A febre do metal multiplicou-se, desde o gigantismo e a alta tecnologia a desmontar montanhas para embarcar para o oriente, até ao garimpo ilegal por toda a parte. Como sempre, o pobre instala-se onde pode e o rico, onde escolhe. O condomínio residencial de luxo é o avesso da invasão e da casa de tijolo escassa e inacabada. O que para uns é distanciamento e exclusão é, na mesma geografia periférica, distinção. Assim é desde o início do mundo. A privatopia segmenta a vida pública nas ilhas da urbanização em arquipélago, na organização das novas tribos nos seus espaços exclusivos, nas comunidades fechadas onde se exibem luxos, estilos de vida, marcas. De vez em quando, na grande piscina, na academia e na sala de festas do condomínio, juntam-se os iguais para celebrar distinções e marcar distâncias ou aproximações. Lá fora é outro dia.

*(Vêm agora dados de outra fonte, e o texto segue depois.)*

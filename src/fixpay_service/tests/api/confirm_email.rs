use serde_json::{json, Value};

use crate::helpers::spawn_app;

#[tokio::test]
async fn test_confirm_email_with_the_sent_code_verifies_the_account() {
    let app = spawn_app().await;
    let (token, _) = app.register_and_login().await;
    let code = app.notifier.last_code().unwrap();

    let response = app
        .post_authed("/api/user/confirmEmail", &token, Some(&json!({ "otp": code })))
        .await;

    assert_eq!(response.status(), 200);
    let body: Value = response.json().await.unwrap();
    assert_eq!(body["status"], "success");
    assert_eq!(body["message"], "email confirmed successfully");
    assert_eq!(body["data"]["verified"], true);
}

#[tokio::test]
async fn test_confirm_email_rejects_a_wrong_code() {
    let app = spawn_app().await;
    let (token, _) = app.register_and_login().await;

    let response = app
        .post_authed(
            "/api/user/confirmEmail",
            &token,
            Some(&json!({ "otp": "000000" })),
        )
        .await;

    assert_eq!(response.status(), 400);
    let body: Value = response.json().await.unwrap();
    assert_eq!(body["status"], "fail");
    assert_eq!(body["message"], "the otp is invalid");
}

#[tokio::test]
async fn test_confirm_email_requires_a_session() {
    let app = spawn_app().await;

    let response = app
        .post_json("/api/user/confirmEmail", &json!({ "otp": "123456" }))
        .await;

    assert_eq!(response.status(), 401);
    let body: Value = response.json().await.unwrap();
    assert_eq!(body["message"], "The token is required");
}

#[tokio::test]
async fn test_resend_inside_the_cooldown_is_rate_limited() {
    let app = spawn_app().await;
    let (token, _) = app.register_and_login().await;

    // The registration code is still fresh.
    let response = app
        .post_authed("/api/user/resend-confirmation-otp", &token, None)
        .await;

    assert_eq!(response.status(), 429);
    assert!(response.headers().contains_key("retry-after"));
    let body: Value = response.json().await.unwrap();
    assert_eq!(body["status"], "fail");
    assert!(body["details"]["retryAfterSeconds"].as_i64().unwrap() > 0);
}

#[tokio::test]
async fn test_resend_after_the_cooldown_invalidates_the_old_code() {
    let app = spawn_app().await;
    let (token, id) = app.register_and_login().await;
    let old_code = app.notifier.last_code().unwrap();
    app.age_confirmation_past_cooldown(&id).await;

    let response = app
        .post_authed("/api/user/resend-confirmation-otp", &token, None)
        .await;
    assert_eq!(response.status(), 200);
    let body: Value = response.json().await.unwrap();
    assert_eq!(
        body["message"],
        "a new confirmation code was sent to your email"
    );

    let new_code = app.notifier.last_code().unwrap();
    assert_ne!(old_code, new_code);

    // The superseded code no longer confirms.
    let stale = app
        .post_authed(
            "/api/user/confirmEmail",
            &token,
            Some(&json!({ "otp": old_code })),
        )
        .await;
    assert_eq!(stale.status(), 400);

    let fresh = app
        .post_authed(
            "/api/user/confirmEmail",
            &token,
            Some(&json!({ "otp": new_code })),
        )
        .await;
    assert_eq!(fresh.status(), 200);
}

#[tokio::test]
async fn test_confirming_an_already_verified_email_fails() {
    let app = spawn_app().await;
    let (token, id) = app.register_and_login().await;
    let code = app.notifier.last_code().unwrap();
    app.force_verify(&id).await;

    let response = app
        .post_authed("/api/user/confirmEmail", &token, Some(&json!({ "otp": code })))
        .await;

    assert_eq!(response.status(), 400);
    let body: Value = response.json().await.unwrap();
    assert_eq!(body["message"], "the email is already verified");
}
use std::str::FromStr;
use std::sync::Arc;

use fixpay_adapters::{
    auth::SessionTokenConfig,
    crypto::Argon2Hasher,
    http::AppState,
    notifier::CapturingNotifier,
    persistence::{InMemoryAccountStore, InMemoryRevokedTokenStore},
    storage::LocalObjectStorage,
};
use fixpay_core::AccountId;
use fixpay_service::AccountService;
use secrecy::Secret;
use serde_json::{json, Value};

pub struct TestApp {
    pub address: String,
    pub client: reqwest::Client,
    pub accounts: InMemoryAccountStore,
    pub notifier: CapturingNotifier,
}

/// Boots the service on a random port with in-memory adapters, a light
/// Argon2 profile and a notifier the tests read OTP codes from.
pub async fn spawn_app() -> TestApp {
    let accounts = InMemoryAccountStore::new();
    let revoked_tokens = InMemoryRevokedTokenStore::new();
    let notifier = CapturingNotifier::new();
    let uploads_dir =
        std::env::temp_dir().join(format!("fixpay-api-{}", uuid::Uuid::new_v4()));

    let state = AppState {
        accounts: accounts.clone(),
        revoked_tokens,
        hasher: Arc::new(Argon2Hasher::with_params(1024, 1, 1)),
        notifier: Arc::new(notifier.clone()),
        storage: Arc::new(LocalObjectStorage::new(uploads_dir.clone())),
        token_config: SessionTokenConfig {
            jwt_secret: Secret::from("api-test-secret".to_string()),
            ttl_seconds: 1800,
        },
    };

    let listener = tokio::net::TcpListener::bind("127.0.0.1:0")
        .await
        .expect("failed to bind a random port");
    let address = format!("http://{}", listener.local_addr().unwrap());

    let service = AccountService::new(state, uploads_dir.to_string_lossy().into_owned());
    tokio::spawn(service.run_standalone(listener));

    TestApp {
        address,
        client: reqwest::Client::new(),
        accounts,
        notifier,
    }
}

pub fn register_body() -> Value {
    json!({
        "email": "omar@example.com",
        "userName": "omar_khaled",
        "password": "Str0ngPass!",
        "phoneNumber": "01012345678",
        "firstName": "Omar",
        "lastName": "Khaled",
        "dateOfBirth": "15-01-1998",
        "gender": false
    })
}

pub fn second_register_body() -> Value {
    json!({
        "email": "mona@example.com",
        "userName": "mona_adel",
        "password": "An0therPass!",
        "phoneNumber": "01112345678",
        "firstName": "Mona",
        "lastName": "Adel",
        "dateOfBirth": "02-07-2000",
        "gender": true
    })
}

pub fn account_id(body: &Value) -> AccountId {
    AccountId::from_str(body["data"]["id"].as_str().expect("response carries an id"))
        .expect("id is a uuid")
}

impl TestApp {
    pub async fn post_json(&self, path: &str, body: &Value) -> reqwest::Response {
        self.client
            .post(format!("{}{}", self.address, path))
            .json(body)
            .send()
            .await
            .expect("request failed")
    }

    pub async fn post_authed(
        &self,
        path: &str,
        token: &str,
        body: Option<&Value>,
    ) -> reqwest::Response {
        let mut request = self
            .client
            .post(format!("{}{}", self.address, path))
            .header("Authorization", format!("bearer {token}"));
        if let Some(body) = body {
            request = request.json(body);
        }
        request.send().await.expect("request failed")
    }

    pub async fn get_authed(&self, path: &str, token: &str) -> reqwest::Response {
        self.client
            .get(format!("{}{}", self.address, path))
            .header("Authorization", format!("bearer {token}"))
            .send()
            .await
            .expect("request failed")
    }

    pub async fn patch_authed(&self, path: &str, token: &str, body: &Value) -> reqwest::Response {
        self.client
            .patch(format!("{}{}", self.address, path))
            .header("Authorization", format!("bearer {token}"))
            .json(body)
            .send()
            .await
            .expect("request failed")
    }

    pub async fn delete_authed(&self, path: &str, token: &str) -> reqwest::Response {
        self.client
            .delete(format!("{}{}", self.address, path))
            .header("Authorization", format!("bearer {token}"))
            .send()
            .await
            .expect("request failed")
    }

    /// Registers the default account and returns its response body.
    pub async fn register_default(&self) -> Value {
        let response = self.post_json("/api/user/register", &register_body()).await;
        assert_eq!(response.status(), 201);
        response.json().await.expect("register body is json")
    }

    /// Logs in and returns the session token plus the full body.
    pub async fn login(&self, email: &str, password: &str) -> (String, Value) {
        let response = self
            .post_json(
                "/api/user/login",
                &json!({ "email": email, "password": password }),
            )
            .await;
        assert_eq!(response.status(), 200);
        let body: Value = response.json().await.expect("login body is json");
        let token = body["data"]["token"]
            .as_str()
            .expect("login returns a token")
            .to_string();
        (token, body)
    }

    /// Register + login shortcut for tests that just need a session.
    pub async fn register_and_login(&self) -> (String, AccountId) {
        let body = self.register_default().await;
        let id = account_id(&body);
        let (token, _) = self.login("omar@example.com", "Str0ngPass!").await;
        (token, id)
    }

    /// Marks the account's email verified directly in the store.
    pub async fn force_verify(&self, id: &AccountId) {
        self.accounts
            .with_account(id, |account| account.confirm_email(chrono::Utc::now()))
            .await;
    }

    /// Rewinds the outstanding confirmation challenge past the resend
    /// cooldown without expiring it.
    pub async fn age_confirmation_past_cooldown(&self, id: &AccountId) {
        self.accounts
            .with_account(id, |account| {
                if let Some(challenge) = account.confirmation_otp().cloned() {
                    let mut aged = challenge;
                    aged.created_at -= chrono::Duration::seconds(61);
                    account.start_confirmation(aged);
                }
            })
            .await;
    }

    /// Same rewind for the reset challenge.
    pub async fn age_reset_past_cooldown(&self, id: &AccountId) {
        self.accounts
            .with_account(id, |account| {
                if let Some(challenge) = account.reset_otp().cloned() {
                    let mut aged = challenge;
                    aged.created_at -= chrono::Duration::seconds(61);
                    account.start_password_reset(aged);
                }
            })
            .await;
    }
}
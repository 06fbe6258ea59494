//! Serde support for `Secret<String>` fields that must survive the
//! persistence round trip (password and OTP hashes).

use secrecy::{ExposeSecret, Secret};
use serde::{Deserialize, Deserializer, Serializer};

pub fn serialize<S>(secret: &Secret<String>, serializer: S) -> Result<S::Ok, S::Error>
where
    S: Serializer,
{
    serializer.serialize_str(secret.expose_secret())
}

pub fn deserialize<'de, D>(deserializer: D) -> Result<Secret<String>, D::Error>
where
    D: Deserializer<'de>,
{
    String::deserialize(deserializer).map(Secret::from)
}
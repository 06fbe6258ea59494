use std::fmt;
use std::sync::Arc;
use std::time::Duration;

use async_trait::async_trait;
use thiserror::Error;

use crate::domain::{
    account::{Account, AccountId},
    email::Email,
    identity::{NationalId, PhoneNumber, Username},
};

/// Identity field that collided with an existing account, named the way
/// the API spells it.
#[derive(Debug, Clone, Copy, PartialEq, Eq)]
pub enum DuplicateField {
    Email,
    Username,
    Phone,
    NationalId,
}

impl DuplicateField {
    pub fn as_str(&self) -> &'static str {
        match self {
            Self::Email => "email",
            Self::Username => "userName",
            Self::Phone => "phoneNumber",
            Self::NationalId => "nationalId",
        }
    }
}

impl fmt::Display for DuplicateField {
    fn fmt(&self, f: &mut fmt::Formatter<'_>) -> fmt::Result {
        f.write_str(self.as_str())
    }
}

/// Unique identity fields of a prospective account, checked together
/// before insert.
#[derive(Debug, Clone, Copy)]
pub struct UniqueIdentity<'a> {
    pub email: &'a Email,
    pub username: &'a Username,
    pub phone: &'a PhoneNumber,
    pub national_id: Option<&'a NationalId>,
}

// AccountStore port trait and errors
#[derive(Debug, Error)]
pub enum AccountStoreError {
    #[error("The {0} is already signed")]
    Duplicate(DuplicateField),
    #[error("Account not found")]
    AccountNotFound,
    #[error("Unexpected error {0}")]
    UnexpectedError(String),
}

impl PartialEq for AccountStoreError {
    fn eq(&self, other: &Self) -> bool {
        match (self, other) {
            (Self::Duplicate(a), Self::Duplicate(b)) => a == b,
            (Self::AccountNotFound, Self::AccountNotFound) => true,
            (Self::UnexpectedError(_), Self::UnexpectedError(_)) => true,
            _ => false,
        }
    }
}

/// Document store holding one record per account. Writes replace the
/// whole document atomically.
#[async_trait]
pub trait AccountStore: Send + Sync {
    async fn insert(&self, account: Account) -> Result<(), AccountStoreError>;
    /// Whole-document replace keyed by the account id.
    async fn update(&self, account: &Account) -> Result<(), AccountStoreError>;
    async fn find_by_id(&self, id: &AccountId) -> Result<Account, AccountStoreError>;
    async fn find_by_email(&self, email: &Email) -> Result<Account, AccountStoreError>;
    async fn list(&self) -> Result<Vec<Account>, AccountStoreError>;
    /// Combined existence check over every unique identity field. Returns
    /// the first collision in field order, if any.
    async fn find_conflict(
        &self,
        identity: UniqueIdentity<'_>,
    ) -> Result<Option<DuplicateField>, AccountStoreError>;
}

#[async_trait]
impl<T: AccountStore + ?Sized> AccountStore for Arc<T> {
    async fn insert(&self, account: Account) -> Result<(), AccountStoreError> {
        (**self).insert(account).await
    }

    async fn update(&self, account: &Account) -> Result<(), AccountStoreError> {
        (**self).update(account).await
    }

    async fn find_by_id(&self, id: &AccountId) -> Result<Account, AccountStoreError> {
        (**self).find_by_id(id).await
    }

    async fn find_by_email(&self, email: &Email) -> Result<Account, AccountStoreError> {
        (**self).find_by_email(email).await
    }

    async fn list(&self) -> Result<Vec<Account>, AccountStoreError> {
        (**self).list().await
    }

    async fn find_conflict(
        &self,
        identity: UniqueIdentity<'_>,
    ) -> Result<Option<DuplicateField>, AccountStoreError> {
        (**self).find_conflict(identity).await
    }
}

// RevokedTokenStore port trait and errors
#[derive(Debug, Error)]
pub enum RevokedTokenStoreError {
    #[error("Storage error: {0}")]
    StorageError(String),
}

impl PartialEq for RevokedTokenStoreError {
    fn eq(&self, other: &Self) -> bool {
        match (self, other) {
            (Self::StorageError(_), Self::StorageError(_)) => true,
        }
    }
}

/// Session-token revocation list, keyed by the token's jti claim.
#[async_trait]
pub trait RevokedTokenStore: Send + Sync {
    /// Marks a token id as revoked for at least `ttl`; revoking it again
    /// is harmless.
    async fn revoke(&self, token_id: String, ttl: Duration) -> Result<(), RevokedTokenStoreError>;
    async fn is_revoked(&self, token_id: &str) -> Result<bool, RevokedTokenStoreError>;
}

#[async_trait]
impl<T: RevokedTokenStore + ?Sized> RevokedTokenStore for Arc<T> {
    async fn revoke(&self, token_id: String, ttl: Duration) -> Result<(), RevokedTokenStoreError> {
        (**self).revoke(token_id, ttl).await
    }

    async fn is_revoked(&self, token_id: &str) -> Result<bool, RevokedTokenStoreError> {
        (**self).is_revoked(token_id).await
    }
}
use std::sync::Arc;

use fixpay_core::{AccountStore, CredentialHasher, Notifier, ObjectStorage, RevokedTokenStore};

use crate::auth::SessionTokenConfig;

/// Everything the route handlers need, cloned per request. Store types are
/// generic so the API tests run on the in-memory adapters.
pub struct AppState<A, R>
where
    A: AccountStore + Clone,
    R: RevokedTokenStore + Clone,
{
    pub accounts: A,
    pub revoked_tokens: R,
    pub hasher: Arc<dyn CredentialHasher>,
    pub notifier: Arc<dyn Notifier>,
    pub storage: Arc<dyn ObjectStorage>,
    pub token_config: SessionTokenConfig,
}

impl<A, R> Clone for AppState<A, R>
where
    A: AccountStore + Clone,
    R: RevokedTokenStore + Clone,
{
    fn clone(&self) -> Self {
        Self {
            accounts: self.accounts.clone(),
            revoked_tokens: self.revoked_tokens.clone(),
            hasher: self.hasher.clone(),
            notifier: self.notifier.clone(),
            storage: self.storage.clone(),
            token_config: self.token_config.clone(),
        }
    }
}
pub mod mock_email_client;
pub mod postmark_email_client;

pub use mock_email_client::MockEmailClient;
pub use postmark_email_client::PostmarkEmailClient;
use std::sync::Arc;

use async_trait::async_trait;
use secrecy::Secret;
use thiserror::Error;

use crate::domain::{email::Email, otp::OtpCode};

#[derive(Debug, Error)]
pub enum CredentialHasherError {
    #[error("Hashing error: {0}")]
    HashingError(String),
}

/// One-way, salted credential hashing. Used identically for passwords and
/// OTP codes.
#[async_trait]
pub trait CredentialHasher: Send + Sync {
    async fn hash(&self, plaintext: Secret<String>)
        -> Result<Secret<String>, CredentialHasherError>;

    /// Returns false on a plain mismatch; Err is reserved for malformed
    /// hashes and runtime failures.
    async fn verify(
        &self,
        plaintext: Secret<String>,
        hash: &Secret<String>,
    ) -> Result<bool, CredentialHasherError>;
}

#[async_trait]
impl<T: CredentialHasher + ?Sized> CredentialHasher for Arc<T> {
    async fn hash(
        &self,
        plaintext: Secret<String>,
    ) -> Result<Secret<String>, CredentialHasherError> {
        (**self).hash(plaintext).await
    }

    async fn verify(
        &self,
        plaintext: Secret<String>,
        hash: &Secret<String>,
    ) -> Result<bool, CredentialHasherError> {
        (**self).verify(plaintext, hash).await
    }
}

/// Port trait for email sending service
#[async_trait]
pub trait EmailClient: Send + Sync {
    async fn send_email(
        &self,
        recipient: &Email,
        subject: &str,
        content: &str,
    ) -> Result<(), String>;
}

#[async_trait]
impl<T: EmailClient + ?Sized> EmailClient for Arc<T> {
    async fn send_email(
        &self,
        recipient: &Email,
        subject: &str,
        content: &str,
    ) -> Result<(), String> {
        (**self).send_email(recipient, subject, content).await
    }
}

/// Outbound message the lifecycle engine wants delivered to a user.
#[derive(Debug, Clone)]
pub enum Notification {
    ConfirmationOtp { email: Email, code: OtpCode },
    ResetPasswordOtp { email: Email, code: OtpCode },
}

impl Notification {
    pub fn email(&self) -> &Email {
        match self {
            Self::ConfirmationOtp { email, .. } => email,
            Self::ResetPasswordOtp { email, .. } => email,
        }
    }

    pub fn code(&self) -> &OtpCode {
        match self {
            Self::ConfirmationOtp { code, .. } => code,
            Self::ResetPasswordOtp { code, .. } => code,
        }
    }
}

/// Fire-and-forget dispatch. Implementations must not block the caller and
/// must swallow delivery failures; a lost notification is recovered through
/// the resend endpoints.
pub trait Notifier: Send + Sync {
    fn notify(&self, notification: Notification);
}

impl<T: Notifier + ?Sized> Notifier for Arc<T> {
    fn notify(&self, notification: Notification) {
        (**self).notify(notification)
    }
}

#[derive(Debug, Error)]
pub enum ObjectStorageError {
    #[error("Storage error: {0}")]
    StorageError(String),
}

/// Reference to a stored object, as served back to clients.
#[derive(Debug, Clone)]
pub struct StoredObject {
    pub url: String,
}

/// Blob storage for uploaded files (avatars).
#[async_trait]
pub trait ObjectStorage: Send + Sync {
    async fn store(
        &self,
        bytes: Vec<u8>,
        folder: &str,
        filename: &str,
    ) -> Result<StoredObject, ObjectStorageError>;
}

#[async_trait]
impl<T: ObjectStorage + ?Sized> ObjectStorage for Arc<T> {
    async fn store(
        &self,
        bytes: Vec<u8>,
        folder: &str,
        filename: &str,
    ) -> Result<StoredObject, ObjectStorageError> {
        (**self).store(bytes, folder, filename).await
    }
}
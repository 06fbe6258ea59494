use serde_json::{json, Value};

use crate::helpers::{register_body, second_register_body, spawn_app};

#[tokio::test]
async fn test_register_returns_201_with_the_new_account() {
    let app = spawn_app().await;

    let response = app.post_json("/api/user/register", &register_body()).await;

    assert_eq!(response.status(), 201);
    let body: Value = response.json().await.unwrap();
    assert_eq!(body["status"], "success");
    assert_eq!(
        body["message"],
        "account created, a confirmation code was sent to your email"
    );
    assert_eq!(body["data"]["email"], "omar@example.com");
    assert_eq!(body["data"]["userName"], "omar_khaled");
    assert_eq!(body["data"]["verified"], false);
    assert_eq!(body["data"]["role"], "user");
    assert_eq!(body["data"]["avatar"], "uploads/default.png");
    // The hash never leaves the service.
    assert!(body["data"].get("password").is_none());
    assert!(body["data"].get("passwordHash").is_none());
}

#[tokio::test]
async fn test_register_sends_a_confirmation_code() {
    let app = spawn_app().await;

    app.register_default().await;

    assert_eq!(app.notifier.sent().len(), 1);
    let code = app.notifier.last_code().unwrap();
    assert_eq!(code.len(), 6);
    assert!(code.chars().all(|c| c.is_ascii_digit()));
}

#[tokio::test]
async fn test_register_rejects_a_duplicate_email() {
    let app = spawn_app().await;
    app.register_default().await;

    let mut body = second_register_body();
    body["email"] = json!("omar@example.com");
    let response = app.post_json("/api/user/register", &body).await;

    assert_eq!(response.status(), 400);
    let body: Value = response.json().await.unwrap();
    assert_eq!(body["status"], "fail");
    assert_eq!(body["message"], "The email is already signed");
    assert_eq!(body["details"]["field"], "email");
}

#[tokio::test]
async fn test_register_rejects_a_duplicate_username() {
    let app = spawn_app().await;
    app.register_default().await;

    let mut body = second_register_body();
    body["userName"] = json!("omar_khaled");
    let response = app.post_json("/api/user/register", &body).await;

    assert_eq!(response.status(), 400);
    let body: Value = response.json().await.unwrap();
    assert_eq!(body["message"], "The userName is already signed");
    assert_eq!(body["details"]["field"], "userName");
}

#[tokio::test]
async fn test_register_rejects_the_same_phone_in_international_form() {
    let app = spawn_app().await;
    app.register_default().await;

    // Same mobile number as the first account, written with the country code.
    let mut body = second_register_body();
    body["phoneNumber"] = json!("+20 101 234 5678");
    let response = app.post_json("/api/user/register", &body).await;

    assert_eq!(response.status(), 400);
    let body: Value = response.json().await.unwrap();
    assert_eq!(body["details"]["field"], "phoneNumber");
}

#[tokio::test]
async fn test_register_rejects_invalid_input() {
    let app = spawn_app().await;

    for (field, value) in [
        ("email", json!("not-an-email")),
        ("password", json!("short")),
        ("phoneNumber", json!("abc")),
        ("dateOfBirth", json!("1998-01-15")),
    ] {
        let mut body = register_body();
        body[field] = value;
        let response = app.post_json("/api/user/register", &body).await;
        assert_eq!(response.status(), 400, "field {field} should be rejected");
        let body: Value = response.json().await.unwrap();
        assert_eq!(body["status"], "fail");
        assert_eq!(body["data"], Value::Null);
    }
}

#[tokio::test]
async fn test_worker_registration_requires_a_national_id() {
    let app = spawn_app().await;

    let mut body = register_body();
    body["role"] = json!("worker");
    let response = app.post_json("/api/user/register", &body).await;

    assert_eq!(response.status(), 400);
    let body: Value = response.json().await.unwrap();
    assert_eq!(body["message"], "worker accounts must provide a national id");
}

#[tokio::test]
async fn test_worker_registration_with_a_national_id_succeeds() {
    let app = spawn_app().await;

    let mut body = register_body();
    body["role"] = json!("worker");
    body["nationalId"] = json!("29801151234567");
    let response = app.post_json("/api/user/register", &body).await;

    assert_eq!(response.status(), 201);
    let body: Value = response.json().await.unwrap();
    assert_eq!(body["data"]["role"], "worker");
    assert_eq!(body["data"]["nationalId"], "29801151234567");
}

#[tokio::test]
async fn test_unknown_route_returns_the_envelope_404() {
    let app = spawn_app().await;

    let response = app.post_json("/api/user/nope", &json!({})).await;

    assert_eq!(response.status(), 404);
    let body: Value = response.json().await.unwrap();
    assert_eq!(body["status"], "fail");
    assert_eq!(body["message"], "this resource is not available");
}
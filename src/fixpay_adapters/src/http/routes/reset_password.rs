use axum::{extract::State, response::IntoResponse, Json};
use fixpay_application::ResetPasswordUseCase;
use fixpay_core::{AccountStore, Email, OtpCode, Password, RevokedTokenStore};
use secrecy::Secret;
use serde::Deserialize;

use super::error::AccountApiError;
use crate::http::{envelope::ApiEnvelope, state::AppState};

#[derive(Deserialize)]
#[serde(rename_all = "camelCase")]
pub struct ResetPasswordRequest {
    pub email: Secret<String>,
    pub otp: Secret<String>,
    pub new_password: Secret<String>,
}

#[tracing::instrument(name = "Reset password", skip_all)]
pub async fn reset_password<A, R>(
    State(state): State<AppState<A, R>>,
    Json(request): Json<ResetPasswordRequest>,
) -> Result<impl IntoResponse, AccountApiError>
where
    A: AccountStore + Clone + 'static,
    R: RevokedTokenStore + Clone + 'static,
{
    let email = Email::try_from(request.email)?;
    let code = OtpCode::try_from(request.otp)?;
    let new_password = Password::try_from(request.new_password)?;

    let use_case = ResetPasswordUseCase::new(state.accounts.clone(), state.hasher.clone());
    use_case.execute(email, code, new_password).await?;

    Ok(Json(ApiEnvelope::success_empty(
        "password reset successfully",
    )))
}
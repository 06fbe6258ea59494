use secrecy::{ExposeSecret, Secret};
use thiserror::Error;

pub const PASSWORD_MIN_LENGTH: usize = 8;
pub const PASSWORD_MAX_LENGTH: usize = 100;

#[derive(Debug, Error, PartialEq, Eq)]
pub enum PasswordError {
    #[error("password must be from 8 to 100 chars")]
    InvalidLength,
}

/// Plaintext password as received from a client. Only ever held in memory
/// on its way to the credential hasher.
#[derive(Debug, Clone)]
pub struct Password(Secret<String>);

impl TryFrom<Secret<String>> for Password {
    type Error = PasswordError;

    fn try_from(raw: Secret<String>) -> Result<Self, Self::Error> {
        let length = raw.expose_secret().chars().count();
        if !(PASSWORD_MIN_LENGTH..=PASSWORD_MAX_LENGTH).contains(&length) {
            return Err(PasswordError::InvalidLength);
        }
        Ok(Self(raw))
    }
}

impl TryFrom<String> for Password {
    type Error = PasswordError;

    fn try_from(raw: String) -> Result<Self, Self::Error> {
        Self::try_from(Secret::from(raw))
    }
}

impl AsRef<Secret<String>> for Password {
    fn as_ref(&self) -> &Secret<String> {
        &self.0
    }
}

impl PartialEq for Password {
    fn eq(&self, other: &Self) -> bool {
        self.0.expose_secret() == other.0.expose_secret()
    }
}
mod helpers;

mod confirm_email;
mod delete_restore;
mod login;
mod logout;
mod profile;
mod register;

Nem arara tem sossego, ou onça pintada ou urubu já convertido ao ofício de catar lixo. Houve trinta mil garimpeiros na Serra Pelada, coronéis, engenheiros, aventureiros, desgraçados sem nada à procura de ocasião, vendedores de tudo, do corpo, do arroz com feijão, dos materiais para os barracos, das obras, ferro e aço, dos bares e lanchonetes, dos carros, das motos, muitos traficantes da fé e da salvação, de roupas e sapatos, ferramentas, coisas para as casas, fruta, máquinas, farmácias, restaurantes, confeitarias, festas, presentes, ópticas, açougue, gelo, madeira, móveis, electrónica, confecções, tintas, sex shop, clínicas, dentista, Revólver para pintura Pintores a pistola Cimento armado Guinchos Intérpretes Refugos Sebo.